- Born: Beatrice Frankie Fowler February 20, 1933 Wake Forest, North Carolina, U.S.
- Died: October 3, 2001 (aged 68) Baltimore, Maryland, U.S.
- Known for: Social work, Community activism

= Bea Gaddy =

American politician

Beatrice "Bea" Gaddy (February 20, 1933 – October 3, 2001) was a Baltimore city council member and a leading advocate for the poor and homeless. Known locally as the "Mother Teresa of Baltimore," she was inducted into the Maryland Women's Hall of Fame in 2006.

== Early life and education ==

Beatrice Frankie Fowler was born in Wake Forest, North Carolina, on February 20, 1933. She grew up in poverty, in a violent home. By the age of 25, she had been divorced twice and was the mother of five children, occasionally living on welfare. She and her children moved to New York City, where she worked for several years as a housekeeper.

In 1964, the family moved to Baltimore. While working and raising a family, Gaddy enrolled in mental health courses at Catonsville Community College. She went on to earn a bachelor's degree in human services from Antioch University in 1977.

== Career ==

Gaddy joined the staff of the East Baltimore Children's Fund in the early 1970s, offering the use of her home as a distribution center for food and clothing for the poor. In 1981 she founded the Patterson Park Emergency Food Center, personally collecting food donations from local churches in a shopping cart and distributing them to needy neighbors. That same year, she won $250 in the Maryland State Lottery and used it to serve about 40 of her neighbors a Thanksgiving Day dinner. Since then, the Bea Gaddy's Thanks for Giving Campaign has become an annual tradition in Baltimore, with hundreds of volunteers serving 3,000 meals on site and delivering 50,000 more to those who cannot travel.

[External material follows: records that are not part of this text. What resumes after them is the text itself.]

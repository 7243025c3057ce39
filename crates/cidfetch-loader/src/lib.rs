//! # cidfetch-loader: CID Load Pipeline
//!
//! Composes the gateway [`Fetcher`](cidfetch_gateway::Fetcher) and the
//! [`CacheStore`](cidfetch_cache::CacheStore) behind one call:
//!
//! ```text
//! LoadOptions ─► cache key + expected digest
//!            ─► CacheStore::get_or_fetch ─(miss)─► Fetcher::fetch
//!            ─► sniff format ─► Decoder::decode
//! ```
//!
//! The cache directory is always explicit. Nothing in this crate resolves
//! a process-wide default location.

pub mod decoder;
pub mod format;
pub mod loader;
pub mod options;

pub use decoder::Decoder;
pub use format::{sniff_format, PayloadFormat};
pub use loader::{load_from_cid, CachedArtifact, Loader};
pub use options::LoadOptions;
/*!
Bridging between immediate (blocking) and deferred (async) call sites.

Every operation has exactly one native execution style; the adaptors in
this module are the only place the two styles cross. An engine bundles the
adaptors it supports into an [`ExecutorBridge`]; asking the bridge for a
direction it was not given fails with [`Error::AdaptorMissing`], which is a
configuration error and never retried.

[`Error::AdaptorMissing`]: crate::core::error::Error::AdaptorMissing
*/

use std::fmt;

/// The two caller concurrency contracts an operation can be invoked under.
#[derive(Debug, Clone, Copy, PartialEq, Eq)]
pub enum ExecutionStyle {
    /// The caller blocks its own thread until the result is ready.
    Immediate,
    /// The caller suspends and is resumed once the result is ready.
    Deferred,
}

impl fmt::Display for ExecutionStyle {
    fn fmt(&self, f: &mut fmt::Formatter<'_>) -> fmt::Result {
        match self {
            ExecutionStyle::Immediate => f.write_str("immediate"),
            ExecutionStyle::Deferred => f.write_str("deferred"),
        }
    }
}

#[cfg(feature = "async")]
mod bridge {
    use std::future::Future;
    use std::sync::mpsc;

    use tracing::trace;

    use super::ExecutionStyle;
    use crate::core::error::{Error, Result};

    /// Runs deferred-style work to completion for an immediate caller.
    ///
    /// The future is spawned onto a runtime owned by the adaptor, so the
    /// calling thread parks on a plain channel instead of driving the
    /// future itself. Bridging therefore never occupies a worker of
    /// whatever scheduler the caller happens to be running under.
    pub struct BlockingAdaptor {
        runtime: tokio::runtime::Runtime,
    }

    impl BlockingAdaptor {
        pub fn new() -> Result<Self> {
            let runtime = tokio::runtime::Builder::new_multi_thread()
                .worker_threads(1)
                .thread_name("crypto-facade-bridge")
                .enable_all()
                .build()?;
            Ok(Self { runtime })
        }

        pub fn execute<T, W>(&self, work: W) -> Result<T>
        where
            W: Future<Output = Result<T>> + Send + 'static,
            T: Send + 'static,
        {
            trace!("bridging deferred work for an immediate caller");
            let (tx, rx) = mpsc::channel();
            self.runtime.spawn(async move {
                let _ = tx.send(work.await);
            });
            rx.recv()
                .map_err(|_| Error::Internal("bridge worker dropped its result".into()))?
        }
    }

    /// Runs immediate-style work for a deferred caller.
    ///
    /// The closure moves to a blocking worker pool and the calling task
    /// suspends until it completes; no thread the deferred runtime needs
    /// for progress is blocked.
    #[derive(Debug, Default)]
    pub struct SuspendAdaptor;

    impl SuspendAdaptor {
        pub fn new() -> Self {
            Self
        }

        pub async fn execute<T, W>(&self, work: W) -> Result<T>
        where
            W: FnOnce() -> Result<T> + Send + 'static,
            T: Send + 'static,
        {
            trace!("offloading blocking work for a deferred caller");
            tokio::task::spawn_blocking(work)
                .await
                .map_err(|e| Error::Internal(format!("bridge worker failed: {e}")))?
        }
    }

    impl super::ExecutorBridge {
        pub fn with_blocking(mut self, adaptor: BlockingAdaptor) -> Self {
            self.blocking = Some(adaptor);
            self
        }

        pub fn with_suspend(mut self, adaptor: SuspendAdaptor) -> Self {
            self.suspend = Some(adaptor);
            self
        }

        /// Run deferred-style `work` for an immediate caller.
        pub fn run_blocking<T, W>(&self, work: W) -> Result<T>
        where
            W: Future<Output = Result<T>> + Send + 'static,
            T: Send + 'static,
        {
            match &self.blocking {
                Some(adaptor) => adaptor.execute(work),
                None => Err(Error::AdaptorMissing {
                    style: ExecutionStyle::Immediate,
                    engine: self.engine,
                }),
            }
        }

        /// Run immediate-style `work` for a deferred caller.
        pub async fn run_deferred<T, W>(&self, work: W) -> Result<T>
        where
            W: FnOnce() -> Result<T> + Send + 'static,
            T: Send + 'static,
        {
            match &self.suspend {
                Some(adaptor) => adaptor.execute(work).await,
                None => Err(Error::AdaptorMissing {
                    style: ExecutionStyle::Deferred,
                    engine: self.engine,
                }),
            }
        }
    }
}

#[cfg(feature = "async")]
pub use bridge::{BlockingAdaptor, SuspendAdaptor};

/// Per-engine adaptor pair.
///
/// An engine supplies whichever bridging directions it supports when the
/// provider is assembled; the pair is fixed for the engine's lifetime.
pub struct ExecutorBridge {
    engine: &'static str,
    #[cfg(feature = "async")]
    blocking: Option<BlockingAdaptor>,
    #[cfg(feature = "async")]
    suspend: Option<SuspendAdaptor>,
}

impl ExecutorBridge {
    /// A bridge with no adaptors; every bridged call fails.
    pub fn new(engine: &'static str) -> Self {
        Self {
            engine,
            #[cfg(feature = "async")]
            blocking: None,
            #[cfg(feature = "async")]
            suspend: None,
        }
    }

    /// A bridge carrying the adaptors an immediate-native engine needs.
    pub fn with_defaults(engine: &'static str) -> Self {
        let bridge = Self::new(engine);
        #[cfg(feature = "async")]
        let bridge = bridge.with_suspend(SuspendAdaptor::new());
        bridge
    }

    pub fn engine(&self) -> &'static str {
        self.engine
    }
}
/*!
Segmented byte buffers and the source/sink abstractions used by the
streaming layer.

Data moving through the facade is staged in a [`SegmentBuffer`]: an
ordered queue of contiguous memory regions. Sources append to the tail,
sinks drain the head, and the update pipeline walks the regions in order
without ever flattening them into a single allocation.
*/

use std::collections::VecDeque;
use std::io::{self, Read, Write};

use bytes::Bytes;

use crate::core::error::Result;

const DEFAULT_READ_SEGMENT: usize = 8 * 1024;

/// An ordered queue of contiguous byte regions with a known total length.
#[derive(Debug, Default)]
pub struct SegmentBuffer {
    segments: VecDeque<Bytes>,
    len: usize,
}

impl SegmentBuffer {
    pub fn new() -> Self {
        Self::default()
    }

    /// Total number of queued bytes.
    pub fn len(&self) -> usize {
        self.len
    }

    pub fn is_empty(&self) -> bool {
        self.len == 0
    }

    /// Queue a contiguous region at the tail. Empty regions are dropped.
    pub fn push_segment(&mut self, segment: Bytes) {
        if segment.is_empty() {
            return;
        }
        self.len += segment.len();
        self.segments.push_back(segment);
    }

    /// Copy `data` into a fresh region at the tail.
    pub fn write_slice(&mut self, data: &[u8]) {
        self.push_segment(Bytes::copy_from_slice(data));
    }

    /// The queued regions, in order.
    pub fn segments(&self) -> impl Iterator<Item = &[u8]> {
        self.segments.iter().map(|segment| segment.as_ref())
    }

    /// The regions covering bytes `[offset, len)`, in order, with the
    /// first one trimmed to start at `offset`.
    pub fn segments_from(&self, offset: usize) -> impl Iterator<Item = &[u8]> {
        let mut skip = offset.min(self.len);
        self.segments.iter().filter_map(move |segment| {
            if skip >= segment.len() {
                skip -= segment.len();
                None
            } else {
                let start = skip;
                skip = 0;
                Some(&segment.as_ref()[start..])
            }
        })
    }

    /// Fails unless at least `count` bytes are queued.
    pub fn require(&self, count: usize) -> Result<()> {
        if self.len < count {
            return Err(io::Error::new(
                io::ErrorKind::UnexpectedEof,
                format!("buffer holds {} bytes, {count} required", self.len),
            )
            .into());
        }
        Ok(())
    }

    /// Drop the first `count` queued bytes.
    pub fn consume(&mut self, count: usize) -> Result<()> {
        self.take(count)?;
        Ok(())
    }

    /// Remove the first `count` queued bytes, returned as whole or split
    /// regions in their original order.
    pub fn take(&mut self, count: usize) -> Result<Vec<Bytes>> {
        self.require(count)?;
        let mut taken = Vec::new();
        let mut remaining = count;
        while remaining > 0 {
            match self.segments.front_mut() {
                Some(segment) if segment.len() <= remaining => {
                    remaining -= segment.len();
                    self.len -= segment.len();
                    if let Some(segment) = self.segments.pop_front() {
                        taken.push(segment);
                    }
                }
                Some(segment) => {
                    taken.push(segment.split_to(remaining));
                    self.len -= remaining;
                    remaining = 0;
                }
                None => break,
            }
        }
        Ok(taken)
    }

    /// Flatten the queued bytes into one allocation, without consuming.
    pub fn to_vec(&self) -> Vec<u8> {
        let mut out = Vec::with_capacity(self.len);
        for segment in &self.segments {
            out.extend_from_slice(segment);
        }
        out
    }

    pub fn clear(&mut self) {
        self.segments.clear();
        self.len = 0;
    }
}

/// A producer of bytes.
pub trait ByteSource {
    /// Read at most `byte_count` bytes, appending them to the tail of
    /// `buf`. Returns the number of bytes produced by this call, or `None`
    /// at the end of the stream.
    fn read_at_most(&mut self, buf: &mut SegmentBuffer, byte_count: usize) -> Result<Option<usize>>;

    /// Release the source. Safe to call more than once.
    fn close(&mut self) -> Result<()> {
        Ok(())
    }
}

/// A consumer of bytes.
pub trait ByteSink {
    /// Remove exactly `byte_count` bytes from the head of `buf` and write
    /// them out.
    fn write(&mut self, buf: &mut SegmentBuffer, byte_count: usize) -> Result<()>;

    fn flush(&mut self) -> Result<()> {
        Ok(())
    }

    /// Release the sink. Safe to call more than once.
    fn close(&mut self) -> Result<()> {
        Ok(())
    }
}

/// Adapts any [`Read`] implementation to [`ByteSource`].
pub struct ReaderSource<R> {
    reader: R,
}

impl<R> ReaderSource<R> {
    pub fn new(reader: R) -> Self {
        Self { reader }
    }

    pub fn into_inner(self) -> R {
        self.reader
    }
}

impl<R: Read> ByteSource for ReaderSource<R> {
    fn read_at_most(&mut self, buf: &mut SegmentBuffer, byte_count: usize) -> Result<Option<usize>> {
        if byte_count == 0 {
            return Ok(Some(0));
        }
        let mut chunk = vec![0u8; byte_count.min(DEFAULT_READ_SEGMENT)];
        let read = self.reader.read(&mut chunk)?;
        if read == 0 {
            return Ok(None);
        }
        chunk.truncate(read);
        buf.push_segment(Bytes::from(chunk));
        Ok(Some(read))
    }
}

/// Adapts any [`Write`] implementation to [`ByteSink`].
pub struct WriterSink<W> {
    writer: W,
}

impl<W> WriterSink<W> {
    pub fn new(writer: W) -> Self {
        Self { writer }
    }

    pub fn into_inner(self) -> W {
        self.writer
    }
}

impl<W: Write> ByteSink for WriterSink<W> {
    fn write(&mut self, buf: &mut SegmentBuffer, byte_count: usize) -> Result<()> {
        buf.require(byte_count)?;
        // Consume region by region, each only after the writer accepted
        // it, so a mid-stream failure leaves the unwritten tail queued.
        let mut remaining = byte_count;
        while remaining > 0 {
            let written = match buf.segments().next() {
                Some(segment) => {
                    let take = remaining.min(segment.len());
                    self.writer.write_all(&segment[..take])?;
                    take
                }
                None => break,
            };
            buf.consume(written)?;
            remaining -= written;
        }
        Ok(())
    }

    fn flush(&mut self) -> Result<()> {
        self.writer.flush()?;
        Ok(())
    }
}

/// A sink that throws written bytes away. Used when a stream is driven
/// only for its update side effects.
#[derive(Debug, Default)]
pub struct DiscardingSink;

impl ByteSink for DiscardingSink {
    fn write(&mut self, buf: &mut SegmentBuffer, byte_count: usize) -> Result<()> {
        buf.consume(byte_count)
    }
}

Gaddy's food center also collected and distributed toys to children at Christmas, and hundreds of pairs of shoes each winter. In the 1990s she started a furniture bank and a program to renovate abandoned row houses for needy families. She became a minister so that she could perform marriages and burial ceremonies for the poor, free of charge. She was also involved in voter education and summer youth programs, and served as assistant chairperson in the Johns Hopkins Day Program. She was elected to the Baltimore City Council in 1999.

== Awards and honors ==

Gaddy received many awards and honors for her service to the community, including the Unsung Hero Award (1972), Afro American Woman of the Year (1984), Baltimore's Best Award (1984), the National Council of Negro Women Humanitarian Award (1988), Mayor's Citation (1988), and the Baltimore City Council Award (1987 and 1989). In 1992, President George H. W. Bush named Gaddy one of his "Thousand Points of Light," and The Baltimore Sun named her Marylander of the Year. She received an honorary Doctorate of Humane Letters from Towson State University in 1993, and the Frederick Douglass Award from the University System of Maryland Board of Regents in 2000.

== Death and legacy ==

Gaddy was diagnosed with breast cancer in 1998. She died on October 3, 2001, aged 68. Her work has been carried on by Bea Gaddy Family Centers, Inc. and by her daughter, Cynthia Brooks.